Thestar.com
1% hogging network, Rogers says
Cable operator regrets sending crackdown e-mail
Tyler Hamilton
TECHNOLOGY REPORTER
The chief engineer at Rogers Cable Inc. says 1 per cent of the company's high-speed Internet customers are responsible for 30 per cent of the traffic on its network, a situation that has prompted a recent crackdown on abusers of the service.

But Dermot O'Carroll expressed regret this week for sending out e-mails in February that threatened to disconnect thousands of legitimate users.

"Our wording of that e-mail left something to be desired," he said. "It sounded like we were going after everybody aggressively."

Rogers sent the e-mails to anybody suspected of running servers on their computers. Servers allow computers on a network to be accessed and shared by other computers. Rogers can identify them by scanning its network for unprotected computer ports, which link network data to a particular server application.

In the e-mail, Rogers cited section 7(k) of its user agreement, which forbids the use of servers. The e-mail then requested the server be removed, threatened disconnection, then warned that the "account will be checked in the future."

O'Carroll said section 7(k) is only there so the company can take action against clear abusers.

At the same time, he revealed Rogers is grappling with a serious problem that is taking a toll on the performance of its network.

"What we've discovered is there are a huge amount of servers out there, in the tens of thousands," he said. "A lot of people don't even know they're running one and don't realize they're very exposed to hackers and other attacks because they've got open ports."

O'Carroll said "unfriendly people" can take advantage of these open ports by unleashing viruses. A personal firewall can prevent this from happening.

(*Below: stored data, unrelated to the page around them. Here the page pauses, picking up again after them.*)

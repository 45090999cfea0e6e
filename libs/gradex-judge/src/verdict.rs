//! Verdict Taxonomy & Result Normalization
//!
//! **Core Responsibility:**
//! Map raw sandbox status codes to pass/fail and fold one raw outcome plus
//! its test case into a `TestCaseResult`.
//!
//! **Critical Properties:**
//! - Knows nothing about HTTP or the mock
//! - Pure functions: identical for every judge backend
//! - No persistence side effects

use gradex_common::types::{TestCase, TestCaseResult};

use crate::backend::JudgeOutcome;

pub const STATUS_IN_QUEUE: u32 = 1;
pub const STATUS_PROCESSING: u32 = 2;
pub const STATUS_ACCEPTED: u32 = 3;
pub const STATUS_WRONG_ANSWER: u32 = 4;
pub const STATUS_TIME_LIMIT_EXCEEDED: u32 = 5;
pub const STATUS_COMPILATION_ERROR: u32 = 6;
pub const STATUS_RUNTIME_ERROR_NZEC: u32 = 11;

/// True only for Accepted.
pub fn is_accepted(status_id: u32) -> bool {
    status_id == STATUS_ACCEPTED
}

/// Anything beyond In Queue / Processing is a final verdict.
pub fn is_terminal(status_id: u32) -> bool {
    status_id > STATUS_PROCESSING
}

pub fn status_description(status_id: u32) -> &'static str {
    match status_id {
        1 => "In Queue",
        2 => "Processing",
        3 => "Accepted",
        4 => "Wrong Answer",
        5 => "Time Limit Exceeded",
        6 => "Compilation Error",
        7 => "Runtime Error (SIGSEGV)",
        8 => "Runtime Error (SIGXFSZ)",
        9 => "Runtime Error (SIGFPE)",
        10 => "Runtime Error (SIGABRT)",
        11 => "Runtime Error (NZEC)",
        12 => "Runtime Error (Other)",
        13 => "Internal Error",
        14 => "Exec Format Error",
        _ => "Unknown",
    }
}

/// Fold one raw sandbox outcome into a per-test-case result.
///
/// `index` is 1-based within the judged subset. Error detail prefers stderr
/// over compiler output; time is reported in whole milliseconds.
pub fn normalize(index: u32, outcome: &JudgeOutcome, test_case: &TestCase) -> TestCaseResult {
    let output = outcome
        .stdout
        .as_deref()
        .map(str::trim)
        .unwrap_or_default()
        .to_string();

    let error = outcome
        .stderr
        .clone()
        .or_else(|| outcome.compile_output.clone());

    let time_ms = outcome
        .time
        .map(|secs| (secs * 1000.0).round() as u64)
        .unwrap_or(0);

    TestCaseResult {
        test_case: index,
        passed: is_accepted(outcome.status_id),
        output,
        expected: test_case.expected.clone(),
        time_ms,
        error,
        hidden: test_case.hidden,
    }
}

#[cfg(test)]
mod tests {
    use super::*;

    fn make_outcome(status_id: u32) -> JudgeOutcome {
        JudgeOutcome {
            token: "tok".to_string(),
            status_id,
            status_text: status_description(status_id).to_string(),
            stdout: None,
            stderr: None,
            compile_output: None,
            time: None,
            memory_kb: None,
        }
    }

    fn make_test_case(expected: &str) -> TestCase {
        TestCase {
            input: "in".to_string(),
            expected: expected.to_string(),
            hidden: false,
        }
    }

    #[test]
    fn test_only_accepted_passes() {
        for id in 1..=14 {
            let result = normalize(1, &make_outcome(id), &make_test_case("x"));
            assert_eq!(result.passed, id == 3, "status {}", id);
        }
    }

    #[test]
    fn test_terminal_statuses() {
        assert!(!is_terminal(STATUS_IN_QUEUE));
        assert!(!is_terminal(STATUS_PROCESSING));
        for id in 3..=14 {
            assert!(is_terminal(id));
        }
    }

    #[test]
    fn test_output_is_trimmed_stdout() {
        let mut outcome = make_outcome(STATUS_ACCEPTED);
        outcome.stdout = Some("  42\n".to_string());
        let result = normalize(1, &outcome, &make_test_case("42"));
        assert_eq!(result.output, "42");
    }

    #[test]
    fn test_missing_stdout_is_empty_string() {
        let result = normalize(1, &make_outcome(STATUS_WRONG_ANSWER), &make_test_case("42"));
        assert_eq!(result.output, "");
    }

    #[test]
    fn test_error_prefers_stderr_over_compile_output() {
        let mut outcome = make_outcome(STATUS_RUNTIME_ERROR_NZEC);
        outcome.stderr = Some("boom".to_string());
        outcome.compile_output = Some("cc: bad".to_string());
        let result = normalize(1, &outcome, &make_test_case("x"));
        assert_eq!(result.error.as_deref(), Some("boom"));

        outcome.stderr = None;
        let result = normalize(1, &outcome, &make_test_case("x"));
        assert_eq!(result.error.as_deref(), Some("cc: bad"));

        outcome.compile_output = None;
        let result = normalize(1, &outcome, &make_test_case("x"));
        assert!(result.error.is_none());
    }

    #[test]
    fn test_time_rounded_to_millis() {
        let mut outcome = make_outcome(STATUS_ACCEPTED);
        outcome.time = Some(0.0546);
        let result = normalize(1, &outcome, &make_test_case("x"));
        assert_eq!(result.time_ms, 55);

        outcome.time = None;
        let result = normalize(1, &outcome, &make_test_case("x"));
        assert_eq!(result.time_ms, 0);
    }

    #[test]
    fn test_expected_and_hidden_carried_from_test_case() {
        let tc = TestCase {
            input: "in".to_string(),
            expected: "out".to_string(),
            hidden: true,
        };
        let result = normalize(3, &make_outcome(STATUS_ACCEPTED), &tc);
        assert_eq!(result.test_case, 3);
        assert_eq!(result.expected, "out");
        assert!(result.hidden);
    }

    #[test]
    fn test_unknown_status_description() {
        assert_eq!(status_description(99), "Unknown");
    }
}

Many subscribers are also using their servers to allow others to upload huge music, video and image files often pornography, said O'Carroll, adding that other "legitimate" users can experience slower service as a result.

"We were spending huge amounts of money adding more capacity to the network, but in some cases that didn't do any good, because these people would use up all the bandwidth we were giving them," said O'Carroll. "What you have to do is target the abuse."

Mark Quigley, research director at Yankee Group Canada, said the "cool stuff" that Rogers promotes in its advertising is at times what it disallows in practice.

On the one hand, Rogers promotes its service as fast, reliable and capable of handling heavy-duty applications; on the other, it has to set limits on some for the benefit of all users. "Perhaps that is one argument for introducing some kind of usage cap, or charging people incremental fees for exceeding a traffic limit each month," said Quigley.